Feeling trapped
Posted on
Hey guys, I’m a 23 year old dirty civilian. Wanted to get some of your perspectives on my situation and maybe some life experience/wisdom from folks who’ve been around the block and served. I am a first-gen Asian American. From the time when I was young, I’ve always wanted to join the military. Even as I’ve gotten older, went to college, and have since graduated recently, I’ve always subconsciously been at a crossroad between serving and trying to suppress that inner desire by doing something in the civilian world. To be frank, it’s never worked. Every time I try to talk myself out of it and rationalize why I shouldn’t join, I keep finding myself a couple days later wanting to do something in the military, preferably as an officer doing something cyber related or in SOF. I train hard physically and run a lot in my spare time when I am not working or running errands.
I currently make over 100 grand at a tech company doing cybersecurity, but I feel unfulfilled. I like my work but I feel like I’m lacking direction in life. It truly is draining especially since I have ADHD and I know that I’ll have to wait at least two years for a waiver. On top of that, I had childhood asthma that I never got taken off my medical records even though I never suffered from it past the age where I was on a nebulizer at around 5. So that right there makes me question if I’m just delusional for thinking I even stand a chance at being eligible to serve. I know I am self-selecting myself but it doesn’t feel encouraging with Genesis.
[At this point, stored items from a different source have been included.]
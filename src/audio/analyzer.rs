//! Per-frame frequency analysis.
//!
//! Wraps a fixed 256-point FFT and exposes one spectrum snapshot per rendered
//! frame as byte arrays: frequency magnitudes mapped from the -100..-30 dB
//! range into 0..=255, time-domain samples centered at 128. The drawing
//! formulas downstream all take this 0..=255 domain as input.

use rustfft::{num_complex::Complex, FftPlanner};

/// Transform size. 256 points yield 128 usable frequency bins.
pub const FFT_SIZE: usize = 256;

/// Usable frequency bins per frame (positive frequencies only).
pub const BIN_COUNT: usize = FFT_SIZE / 2;

/// Bins averaged for the bass-energy beat proxy.
const BASS_BINS: usize = 10;

/// dB window mapped onto the 0..=255 byte range.
const MIN_DB: f32 = -100.0;
const MAX_DB: f32 = -30.0;

/// One frame's worth of spectral data.
///
/// Both arrays are fixed-length; an analyzer with no connected audio yields
/// all zeros for `frequency` and a flat 128 centerline for `waveform`.
#[derive(Debug, Clone, PartialEq)]
pub struct FrameSpectrum {
    /// Frequency-bin magnitudes, 0..=255.
    pub frequency: [u8; BIN_COUNT],
    /// Time-domain samples, 0..=255 centered at 128.
    pub waveform: [u8; BIN_COUNT],
}

impl FrameSpectrum {
    /// The silent frame: zero magnitudes, centered waveform.
    pub fn silent() -> Self {
        Self {
            frequency: [0; BIN_COUNT],
            waveform: [128; BIN_COUNT],
        }
    }
}

impl Default for FrameSpectrum {
    fn default() -> Self {
        Self::silent()
    }
}

/// Mean magnitude of the lowest frequency bins, in 0..=255.
///
/// Proxy for kick-drum intensity; drives the per-frame beat pulse.
pub fn bass_energy(spectrum: &FrameSpectrum) -> f32 {
    let sum: u32 = spectrum.frequency[..BASS_BINS].iter().map(|&m| m as u32).sum();
    sum as f32 / BASS_BINS as f32
}

/// Uniform zoom factor for the beat pulse, bounded to 1.00..=1.04.
pub fn pulse_scale(bass: f32) -> f32 {
    1.0 + (bass / 255.0).clamp(0.0, 1.0) * 0.04
}

/// Real-time spectral analyzer, one snapshot per rendered frame.
pub struct FrequencyAnalyzer {
    planner: FftPlanner<f32>,
    window: [f32; FFT_SIZE],
}

impl FrequencyAnalyzer {
    pub fn new() -> Self {
        // Hann window to reduce spectral leakage
        let mut window = [0.0f32; FFT_SIZE];
        for (i, w) in window.iter_mut().enumerate() {
            let t = i as f32 / (FFT_SIZE - 1) as f32;
            *w = 0.5 * (1.0 - (2.0 * std::f32::consts::PI * t).cos());
        }
        Self {
            planner: FftPlanner::new(),
            window,
        }
    }

    /// Snapshot the spectrum at the graph's playhead.
    ///
    /// Reflects the most recent audio energy with no temporal averaging.
    /// Returns the silent frame when no track is connected or the playhead is
    /// too close to the end for a full window. Never errors.
    pub fn sample_frame(&mut self, graph: &crate::audio::AudioGraph) -> FrameSpectrum {
        match graph.window_at_playhead(FFT_SIZE) {
            Some(samples) => self.analyze_window(samples),
            None => FrameSpectrum::silent(),
        }
    }

    /// Analyze exactly one window of `FFT_SIZE` samples.
    pub fn analyze_window(&mut self, samples: &[f32]) -> FrameSpectrum {
        debug_assert!(samples.len() >= FFT_SIZE);

        let mut out = FrameSpectrum::silent();

        // Time-domain bytes come straight from the unwindowed samples
        for (i, byte) in out.waveform.iter_mut().enumerate() {
            let s = samples[i].clamp(-1.0, 1.0);
            *byte = (128.0 + s * 127.0).round().clamp(0.0, 255.0) as u8;
        }

        let mut buffer: Vec<Complex<f32>> = samples[..FFT_SIZE]
            .iter()
            .zip(&self.window)
            .map(|(s, w)| Complex::new(s * w, 0.0))
            .collect();

        let fft = self.planner.plan_fft_forward(FFT_SIZE);
        fft.process(&mut buffer);

        for (i, byte) in out.frequency.iter_mut().enumerate() {
            let magnitude = buffer[i].norm() / FFT_SIZE as f32;
            let db = 20.0 * magnitude.max(1e-10).log10();
            let scaled = (db - MIN_DB) / (MAX_DB - MIN_DB) * 255.0;
            *byte = scaled.clamp(0.0, 255.0) as u8;
        }

        out
    }
}

impl Default for FrequencyAnalyzer {
    fn default() -> Self {
        Self::new()
    }
}
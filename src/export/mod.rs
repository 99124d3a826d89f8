//! Video export: quality tiers, the capture state machine, and the
//! track-to-file convenience path.

pub mod sink;

use std::path::PathBuf;

use image::imageops::{self, FilterType};
use log::info;
use thiserror::Error;

use crate::audio::AudioGraph;
use crate::pipeline::{FrameComposer, RenderLoop};
use crate::render::Surface;
use crate::settings::AspectRatio;

pub use sink::{FfmpegSink, FrameSink, MemorySink};

/// Extra capture time past the end of the track so the final beat's decay
/// is not cut off.
pub const TAIL_MARGIN_SECS: f64 = 0.5;

#[derive(Error, Debug)]
pub enum ExportError {
    #[error("nothing to export: no track is connected")]
    Unavailable,
    #[error("{0} export requires a pro subscription")]
    ProRequired(&'static str),
    #[error("no capture encoder available on this system")]
    CaptureUnavailable,
    #[error("no export in progress")]
    NotCapturing,
    #[error("encoder error: {0}")]
    Encoder(String),
    #[error("io error: {0}")]
    Io(#[from] std::io::Error),
}

/// Where the exporter is in its lifecycle. Failures are visible until the
/// next start or cancel.
#[derive(Debug, Clone, Copy, PartialEq, Eq, Default)]
pub enum ExportPhase {
    #[default]
    Idle,
    Capturing,
    Finalizing,
    Failed,
}

#[derive(Debug, Clone, Copy, PartialEq, Eq)]
pub enum ExportQuality {
    P720,
    P1080,
    Q2k,
    Q4k,
    Q5k,
}

impl ExportQuality {
    pub fn label(&self) -> &'static str {
        match self {
            ExportQuality::P720 => "720p",
            ExportQuality::P1080 => "1080p",
            ExportQuality::Q2k => "2K",
            ExportQuality::Q4k => "4K",
            ExportQuality::Q5k => "5K",
        }
    }

    /// Tiers above 1080p are gated behind the pro plan.
    pub fn requires_pro(&self) -> bool {
        !matches!(self, ExportQuality::P720 | ExportQuality::P1080)
    }

    fn base_height(&self) -> u32 {
        match self {
            ExportQuality::P720 => 720,
            ExportQuality::P1080 => 1080,
            ExportQuality::Q2k => 1440,
            ExportQuality::Q4k => 2160,
            ExportQuality::Q5k => 2880,
        }
    }

    /// Output dimensions for the tier under the given aspect ratio. Both
    /// axes are kept even for the encoder's chroma subsampling.
    pub fn dimensions(&self, aspect: AspectRatio) -> (u32, u32) {
        let h = self.base_height();
        let (rw, rh) = aspect.resolution();
        let w = (h as u64 * rw as u64 / rh as u64) as u32;
        (w & !1, h & !1)
    }
}

#[derive(Debug, Clone, Copy, PartialEq, Eq, Default)]
pub enum ExportFormat {
    #[default]
    WebM,
    Mp4,
}

impl ExportFormat {
    pub fn extension(&self) -> &'static str {
        match self {
            ExportFormat::WebM => "webm",
            ExportFormat::Mp4 => "mp4",
        }
    }

    pub fn video_codec(&self) -> &'static str {
        match self {
            ExportFormat::WebM => "libvpx-vp9",
            ExportFormat::Mp4 => "libx264",
        }
    }
}

/// Everything needed to start an export.
#[derive(Debug, Clone)]
pub struct ExportPlan {
    pub title: String,
    pub quality: ExportQuality,
    pub format: ExportFormat,
    pub fps: u32,
    pub output_dir: PathBuf,
    /// Original audio file to mux back in. Missing files degrade to
    /// video-only output.
    pub audio_path: Option<PathBuf>,
    pub is_pro: bool,
}

impl ExportPlan {
    pub fn output_path(&self) -> PathBuf {
        let name = format!(
            "{}_{}.{}",
            sanitize_title(&self.title),
            self.quality.label(),
            self.format.extension()
        );
        self.output_dir.join(name)
    }
}

/// Replace path-hostile characters so any track title yields a usable
/// filename.
pub fn sanitize_title(title: &str) -> String {
    let cleaned: String = title
        .trim()
        .chars()
        .map(|c| {
            if c.is_alphanumeric() || c == '-' || c == '_' {
                c
            } else {
                '_'
            }
        })
        .collect();
    if cleaned.is_empty() {
        "visualizer".to_string()
    } else {
        cleaned
    }
}

#[derive(Debug, Clone, PartialEq, Eq)]
pub struct ExportReport {
    pub path: PathBuf,
    pub frames_written: u64,
}

struct Session {
    sink: Box<dyn FrameSink>,
    path: PathBuf,
    frames: u64,
}

/// Incremental capture driver. One export at a time: while a capture is in
/// flight, further start requests are no-ops.
#[derive(Default)]
pub struct Exporter {
    phase: ExportPhase,
    session: Option<Session>,
}

impl Exporter {
    pub fn new() -> Self {
        Self::default()
    }

    pub fn phase(&self) -> ExportPhase {
        self.phase
    }

    /// Begin a capture into an ffmpeg encoder. Returns the output path, or
    /// `Ok(None)` when a capture is already running.
    pub fn start(&mut self, plan: &ExportPlan, aspect: AspectRatio) -> Result<Option<PathBuf>, ExportError> {
        if self.phase == ExportPhase::Capturing {
            return Ok(None);
        }
        self.check_plan(plan)?;

        let path = plan.output_path();
        let (width, height) = plan.quality.dimensions(aspect);
        let sink = FfmpegSink::spawn(
            &path,
            width,
            height,
            plan.fps.max(1),
            plan.format,
            plan.audio_path.as_deref(),
        )
        .map_err(|err| self.fail(err))?;

        info!("export started: {}", path.display());
        self.begin(Box::new(sink), path.clone());
        Ok(Some(path))
    }

    /// Begin a capture into a caller-supplied sink. Returns false when a
    /// capture is already running.
    pub fn start_with_sink(
        &mut self,
        plan: &ExportPlan,
        sink: Box<dyn FrameSink>,
    ) -> Result<bool, ExportError> {
        if self.phase == ExportPhase::Capturing {
            return Ok(false);
        }
        self.check_plan(plan)?;
        self.begin(sink, plan.output_path());
        Ok(true)
    }

    pub fn write_frame(&mut self, rgba: &[u8]) -> Result<(), ExportError> {
        let session = match (&self.phase, self.session.as_mut()) {
            (ExportPhase::Capturing, Some(session)) => session,
            _ => return Err(ExportError::NotCapturing),
        };
        match session.sink.write_frame(rgba) {
            Ok(()) => {
                session.frames += 1;
                Ok(())
            }
            Err(err) => Err(self.fail(err)),
        }
    }

    /// Close the capture and return what was written.
    pub fn finish(&mut self) -> Result<ExportReport, ExportError> {
        if self.phase != ExportPhase::Capturing {
            return Err(ExportError::NotCapturing);
        }
        self.phase = ExportPhase::Finalizing;
        let mut session = match self.session.take() {
            Some(session) => session,
            None => {
                self.phase = ExportPhase::Idle;
                return Err(ExportError::NotCapturing);
            }
        };
        match session.sink.finish() {
            Ok(()) => {
                self.phase = ExportPhase::Idle;
                info!(
                    "export finished: {} ({} frames)",
                    session.path.display(),
                    session.frames
                );
                Ok(ExportReport {
                    path: session.path,
                    frames_written: session.frames,
                })
            }
            Err(err) => Err(self.fail(err)),
        }
    }

    /// Abort an in-flight capture. Safe to call in any phase.
    pub fn cancel(&mut self) {
        self.session = None;
        self.phase = ExportPhase::Idle;
    }

    fn check_plan(&mut self, plan: &ExportPlan) -> Result<(), ExportError> {
        if plan.quality.requires_pro() && !plan.is_pro {
            return Err(self.fail(ExportError::ProRequired(plan.quality.label())));
        }
        Ok(())
    }

    fn begin(&mut self, sink: Box<dyn FrameSink>, path: PathBuf) {
        self.session = Some(Session {
            sink,
            path,
            frames: 0,
        });
        self.phase = ExportPhase::Capturing;
    }

    fn fail(&mut self, err: ExportError) -> ExportError {
        self.phase = ExportPhase::Failed;
        self.session = None;
        err
    }
}

/// Render the whole track from the top into the plan's output file. Rewinds
/// to zero, captures the track plus a half-second tail, and finalizes.
pub fn export_track(
    composer: &mut FrameComposer,
    graph: &mut AudioGraph,
    plan: &ExportPlan,
) -> Result<ExportReport, ExportError> {
    if !graph.has_track() {
        return Err(ExportError::Unavailable);
    }
    let mut exporter = Exporter::new();
    let aspect = composer.settings().aspect_ratio;
    let path = exporter
        .start(plan, aspect)?
        .ok_or(ExportError::NotCapturing)?;
    run_capture(&mut exporter, composer, graph, plan)?;
    let report = exporter.finish()?;
    debug_assert_eq!(report.path, path);
    Ok(report)
}

fn run_capture(
    exporter: &mut Exporter,
    composer: &mut FrameComposer,
    graph: &mut AudioGraph,
    plan: &ExportPlan,
) -> Result<(), ExportError> {
    graph.seek(0.0);
    let fps = plan.fps.max(1);
    let duration = graph.duration();
    let (out_width, out_height) = plan.quality.dimensions(composer.settings().aspect_ratio);
    let mut render_loop = RenderLoop::new(fps);

    let mut write_error = None;
    render_loop.render_offline(composer, graph, duration, |surface| {
        if write_error.is_some() {
            return;
        }
        if let Err(err) = write_fitted(exporter, surface, out_width, out_height) {
            write_error = Some(err);
        }
    });
    if let Some(err) = write_error {
        return Err(err);
    }

    // Tail margin past the end of the track so the last beat's visual decay
    // is kept. The clock is pinned at the end; these frames decay to the
    // background.
    let tail_frames = (TAIL_MARGIN_SECS * fps as f64).ceil() as u64;
    for _ in 0..tail_frames {
        let surface = composer.compose(graph);
        write_fitted(exporter, surface, out_width, out_height)?;
    }
    Ok(())
}

/// Frames are composed at the aspect ratio's canonical resolution while the
/// encoder is opened at the quality tier's. Rescale whenever the two differ
/// so the rawvideo stream matches the advertised stride.
fn write_fitted(
    exporter: &mut Exporter,
    surface: &Surface,
    width: u32,
    height: u32,
) -> Result<(), ExportError> {
    if surface.dimensions() == (width, height) {
        return exporter.write_frame(surface.pixels());
    }
    let scaled = imageops::resize(surface.image(), width, height, FilterType::Triangle);
    exporter.write_frame(scaled.as_raw())
}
Announcing to my girlfriend that I have a desire to serve would probably blow up the relationship. I’ve always floated the idea and she’s been dismissive and I feel like our lives are going in different ways. I am very career-oriented whereas she is not, and I just feel like we argue all the time. I feel lost and serving has just always been on my mind all throughout my life. I never had the best grades in college so I don’t know if officer route is for me. Sorry if this is a rambling post but I really just needed someone to talk to. I really want to reinvent myself because I don’t like who I am slowly becoming, and the military seems to be one way to do that.